I don’t want any of your statistics; I took your whole batch and lit my pipe with it.

I hate your kind of people. You are always ciphering out how much a man’s health is injured, and how much his intellect is impaired, and how many pitiful dollars and cents he wastes in the course of ninety-two years’ indulgence in the fatal practice of smoking; and in the equally fatal practice of drinking coffee; and in playing billiards occasionally; and in taking a glass of wine at dinner, etc. etc. And you are always figuring out how many women have been burned to death because of the dangerous fashion of wearing expansive hoops, etc. etc. You never see more than one side of the question.

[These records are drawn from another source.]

//! Chat adapter: typing indicators, delivery status, incoming messages.
//!
//! Typing flags are per user. Each `TYPING_START` (re)arms that user's own
//! expiry timer; `TYPING_STOP` clears the flag at once. Delivery status only
//! moves forward (`Pending → Sent → Delivered → Read`), so a late or
//! duplicated receipt never downgrades a message.

use std::collections::HashMap;
use std::sync::Arc;
use std::time::Duration;

use chrono::{DateTime, Utc};
use parking_lot::Mutex;
use serde::{Deserialize, Serialize};
use serde_json::json;
use tether_client::{
    Scheduler, SendOptions, SessionError, SessionHandle, Subscription, TaskGroup, TaskHandle,
};
use tether_core::{Envelope, EnvelopeId, MessageType, UserId};
use tokio::sync::broadcast;
use tracing::{debug, warn};

/// Label of per-user typing expiry tasks.
pub const TYPING_LABEL: &str = "chat.typing";

/// Delivery state of one message.
#[derive(Clone, Copy, Debug, PartialEq, Eq, Hash, Serialize, Deserialize)]
#[serde(rename_all = "snake_case")]
pub enum DeliveryStatus {
    /// Handed to the session, no acknowledgement yet.
    Pending,
    /// Acknowledged by the server.
    Sent,
    /// Delivered to the recipient.
    Delivered,
    /// Read by the recipient.
    Read,
    /// The send request failed.
    Failed,
}

impl DeliveryStatus {
    fn rank(self) -> Option<u8> {
        match self {
            Self::Pending => Some(0),
            Self::Sent => Some(1),
            Self::Delivered => Some(2),
            Self::Read => Some(3),
            Self::Failed => None,
        }
    }

    /// Whether a message in `self` may move to `next`.
    ///
    /// Only a pending message can fail. A failed one still accepts delivery
    /// and read receipts, since those prove the server got it.
    pub fn can_advance_to(self, next: Self) -> bool {
        match (self.rank(), next.rank()) {
            (Some(from), Some(to)) => to > from,
            (Some(0), None) => true,
            (None, Some(to)) => to >= 2,
            _ => false,
        }
    }
}

/// An incoming chat message.
#[derive(Clone, Debug, PartialEq, Serialize, Deserialize)]
#[serde(rename_all = "camelCase")]
pub struct ChatMessage {
    /// Message ID (`messageId` from the payload, else the envelope ID).
    pub id: String,
    /// Author, when the server named one.
    pub sender: Option<UserId>,
    /// Addressee, when the server named one.
    pub recipient: Option<UserId>,
    /// Message text.
    pub content: String,
    /// Server timestamp of the envelope.
    pub sent_at: DateTime<Utc>,
}

impl ChatMessage {
    /// Read a `MESSAGE` envelope.
    pub fn from_envelope(envelope: &Envelope) -> Self {
        Self {
            id: envelope
                .payload_str("messageId")
                .map_or_else(|| envelope.id.to_string(), str::to_string),
            sender: envelope.payload_str("senderId").map(UserId::from),
            recipient: envelope.payload_str("recipientId").map(UserId::from),
            content: envelope.payload_str("content").unwrap_or_default().to_string(),
            sent_at: envelope.timestamp,
        }
    }
}

#[derive(Debug)]
struct TypingEntry {
    seq: u64,
    timer: TaskHandle,
}

#[derive(Debug, Default)]
struct ChatState {
    typing: HashMap<UserId, TypingEntry>,
    statuses: HashMap<String, DeliveryStatus>,
    next_seq: u64,
}

/// Chat state derived from the session.
#[derive(Debug)]
pub struct ChatAdapter {
    session: SessionHandle,
    state: Arc<Mutex<ChatState>>,
    messages: broadcast::Sender<ChatMessage>,
    _subscriptions: Vec<Subscription>,
}

impl ChatAdapter {
    /// Subscribe to chat traffic on `session`.
    pub fn new(session: &SessionHandle) -> Self {
        let state = Arc::new(Mutex::new(ChatState::default()));
        let (messages, _) = broadcast::channel(session.settings().router.broadcast_capacity.max(1));
        let scheduler = Arc::clone(session.scheduler());
        let typing_timeout = session.settings().features.typing_timeout();

        let mut subscriptions = Vec::with_capacity(5);

        let tx = messages.clone();
        subscriptions.push(session.subscribe(MessageType::Message, move |env| {
            let message = ChatMessage::from_envelope(env);
            debug!(message_id = %message.id, "chat message received");
            // nobody listening is fine
            let _ = tx.send(message);
        }));

        for (message_type, status) in [
            (MessageType::MessageDelivered, DeliveryStatus::Delivered),
            (MessageType::MessageRead, DeliveryStatus::Read),
        ] {
            let state = Arc::clone(&state);
            subscriptions.push(session.subscribe(message_type, move |env| {
                match env.payload_str("messageId") {
                    Some(id) => {
                        let _ = advance(&state, id, status);
                    }
                    None => warn!(message_type = %env.message_type, "receipt without messageId"),
                }
            }));
        }

        let start_state = Arc::clone(&state);
        subscriptions.push(session.subscribe(MessageType::TypingStart, move |env| {
            if let Some(user) = typing_user(env) {
                start_typing(&start_state, &scheduler, typing_timeout, user);
            }
        }));

        let stop_state = Arc::clone(&state);
        subscriptions.push(session.subscribe(MessageType::TypingStop, move |env| {
            if let Some(user) = typing_user(env) {
                stop_typing(&stop_state, &user);
            }
        }));

        Self {
            session: session.clone(),
            state,
            messages,
            _subscriptions: subscriptions,
        }
    }

    /// Send a chat message and track its delivery status.
    ///
    /// Returns the message ID. The status starts at `Pending` and follows the
    /// server's reply and receipts.
    pub fn send_chat_message(
        &self,
        recipient: &UserId,
        content: &str,
    ) -> Result<EnvelopeId, SessionError> {
        let receipt = self.session.send(
            MessageType::Message,
            json!({ "recipientId": recipient, "content": content }),
            SendOptions::expect_response(),
        )?;
        let id = receipt.id.to_string();
        let _ = advance(&self.state, &id, DeliveryStatus::Pending);

        if let Some(response) = receipt.response {
            let state = Arc::downgrade(&self.state);
            drop(tokio::spawn(async move {
                let outcome = match response.wait().await {
                    Ok(reply) => match reply.message_type {
                        MessageType::MessageDelivered => DeliveryStatus::Delivered,
                        MessageType::MessageRead => DeliveryStatus::Read,
                        _ => DeliveryStatus::Sent,
                    },
                    Err(e) => {
                        warn!(message_id = %id, error = %e, "chat message failed");
                        DeliveryStatus::Failed
                    }
                };
                if let Some(state) = state.upgrade() {
                    let _ = advance(&state, &id, outcome);
                }
            }));
        }
        Ok(receipt.id)
    }

    /// Tell `recipient` that the local user started or stopped typing.
    pub fn send_typing(&self, recipient: &UserId, typing: bool) -> Result<EnvelopeId, SessionError> {
        let message_type = if typing {
            MessageType::TypingStart
        } else {
            MessageType::TypingStop
        };
        let receipt = self.session.send(
            message_type,
            json!({ "recipientId": recipient }),
            SendOptions::fire_and_forget(),
        )?;
        Ok(receipt.id)
    }

    /// Report a received message as read.
    pub fn mark_as_read(&self, message_id: &str) -> Result<EnvelopeId, SessionError> {
        let receipt = self.session.send(
            MessageType::MessageRead,
            json!({ "messageId": message_id }),
            SendOptions::fire_and_forget(),
        )?;
        let _ = advance(&self.state, message_id, DeliveryStatus::Read);
        Ok(receipt.id)
    }

    /// Delivery status of a message, if tracked.
    pub fn status(&self, message_id: &str) -> Option<DeliveryStatus> {
        self.state.lock().statuses.get(message_id).copied()
    }

    /// Whether `user` is currently typing.
    pub fn is_typing(&self, user: &UserId) -> bool {
        self.state.lock().typing.contains_key(user)
    }

    /// Users currently typing, sorted.
    pub fn typing_users(&self) -> Vec<UserId> {
        let mut users: Vec<UserId> = self.state.lock().typing.keys().cloned().collect();
        users.sort();
        users
    }

    /// Incoming chat messages from now on.
    pub fn messages(&self) -> broadcast::Receiver<ChatMessage> {
        self.messages.subscribe()
    }
}

impl Drop for ChatAdapter {
    fn drop(&mut self) {
        for (_, entry) in self.state.lock().typing.drain() {
            let _ = entry.timer.cancel();
        }
    }
}

fn typing_user(envelope: &Envelope) -> Option<UserId> {
    let user = envelope
        .payload_str("userId")
        .or_else(|| envelope.payload_str("senderId"));
    if user.is_none() {
        warn!(message_type = %envelope.message_type, "typing event without user");
    }
    user.map(UserId::from)
}

/// Move a message's status forward. Returns `true` if it changed.
fn advance(state: &Mutex<ChatState>, message_id: &str, next: DeliveryStatus) -> bool {
    let mut state = state.lock();
    match state.statuses.get_mut(message_id) {
        Some(current) if current.can_advance_to(next) => {
            debug!(message_id, from = ?*current, to = ?next, "delivery status");
            *current = next;
            true
        }
        Some(_) => false,
        None => {
            let _ = state.statuses.insert(message_id.to_string(), next);
            true
        }
    }
}

fn start_typing(
    state: &Arc<Mutex<ChatState>>,
    scheduler: &Arc<Scheduler>,
    timeout: Duration,
    user: UserId,
) {
    let mut guard = state.lock();
    guard.next_seq += 1;
    let seq = guard.next_seq;

    let weak = Arc::downgrade(state);
    let expired = user.clone();
    let timer = scheduler.schedule(TaskGroup::Feature, TYPING_LABEL, timeout, move || {
        if let Some(state) = weak.upgrade() {
            expire_typing(&state, &expired, seq);
        }
    });
    if let Some(previous) = guard.typing.insert(user, TypingEntry { seq, timer }) {
        let _ = previous.timer.cancel();
    }
}

fn stop_typing(state: &Mutex<ChatState>, user: &UserId) {
    if let Some(entry) = state.lock().typing.remove(user) {
        let _ = entry.timer.cancel();
    }
}

// A newer TYPING_START for the same user replaces the entry; only the timer
// that armed the current entry may clear it.
fn expire_typing(state: &Mutex<ChatState>, user: &UserId, seq: u64) {
    let mut state = state.lock();
    if state.typing.get(user).is_some_and(|e| e.seq == seq) {
        let _ = state.typing.remove(user);
        debug!(user_id = %user, "typing indicator expired");
    }
}

#[cfg(test)]
mod tests {
    use super::*;
    use tether_core::Payload;

    #[test]
    fn status_only_moves_forward() {
        use DeliveryStatus::*;
        assert!(Pending.can_advance_to(Sent));
        assert!(Sent.can_advance_to(Read));
        assert!(!Read.can_advance_to(Delivered));
        assert!(!Delivered.can_advance_to(Sent));
        assert!(!Sent.can_advance_to(Sent));
    }

    #[test]
    fn only_pending_can_fail() {
        use DeliveryStatus::*;
        assert!(Pending.can_advance_to(Failed));
        assert!(!Sent.can_advance_to(Failed));
        assert!(!Failed.can_advance_to(Sent));
        assert!(Failed.can_advance_to(Delivered));
    }

    #[test]
    fn advance_inserts_then_guards() {
        let state = Mutex::new(ChatState::default());
        assert!(advance(&state, "m1", DeliveryStatus::Delivered));
        assert!(!advance(&state, "m1", DeliveryStatus::Pending));
        assert!(advance(&state, "m1", DeliveryStatus::Read));
        assert_eq!(state.lock().statuses["m1"], DeliveryStatus::Read);
    }

    #[test]
    fn chat_message_falls_back_to_envelope_id() {
        let env = Envelope::new(
            MessageType::Message,
            tether_core::protocol::payload_from(json!({"senderId": "u2", "content": "hey"}))
                .unwrap(),
        );
        let msg = ChatMessage::from_envelope(&env);
        assert_eq!(msg.id, env.id.to_string());
        assert_eq!(msg.sender, Some(UserId::from("u2")));
        assert_eq!(msg.recipient, None);
        assert_eq!(msg.content, "hey");

        let bare = ChatMessage::from_envelope(&Envelope::new(MessageType::Message, Payload::new()));
        assert!(bare.content.is_empty());
    }
}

You are blind to the fact that most old men in America smoke and drink coffee, although, according to your theory, they ought to have died young. . . . And you never try to find out how much solid comfort, relaxation, and enjoyment a man derives from smoking in the course of a lifetime (which is worth ten times the money he would save by letting it alone), nor the appalling aggregate of happiness lost in a lifetime by your kind of people from not smoking. Of course you can save money by denying yourself all those little vicious enjoyments for fifty years; but then what can you do with it? What use can you put it to? Money can’t save your infinitesimal soul. All the use that money can be put to is to purchase comfort and enjoyment in this life; therefore, as you are an enemy to comfort and enjoyment where is the use of accumulating cash?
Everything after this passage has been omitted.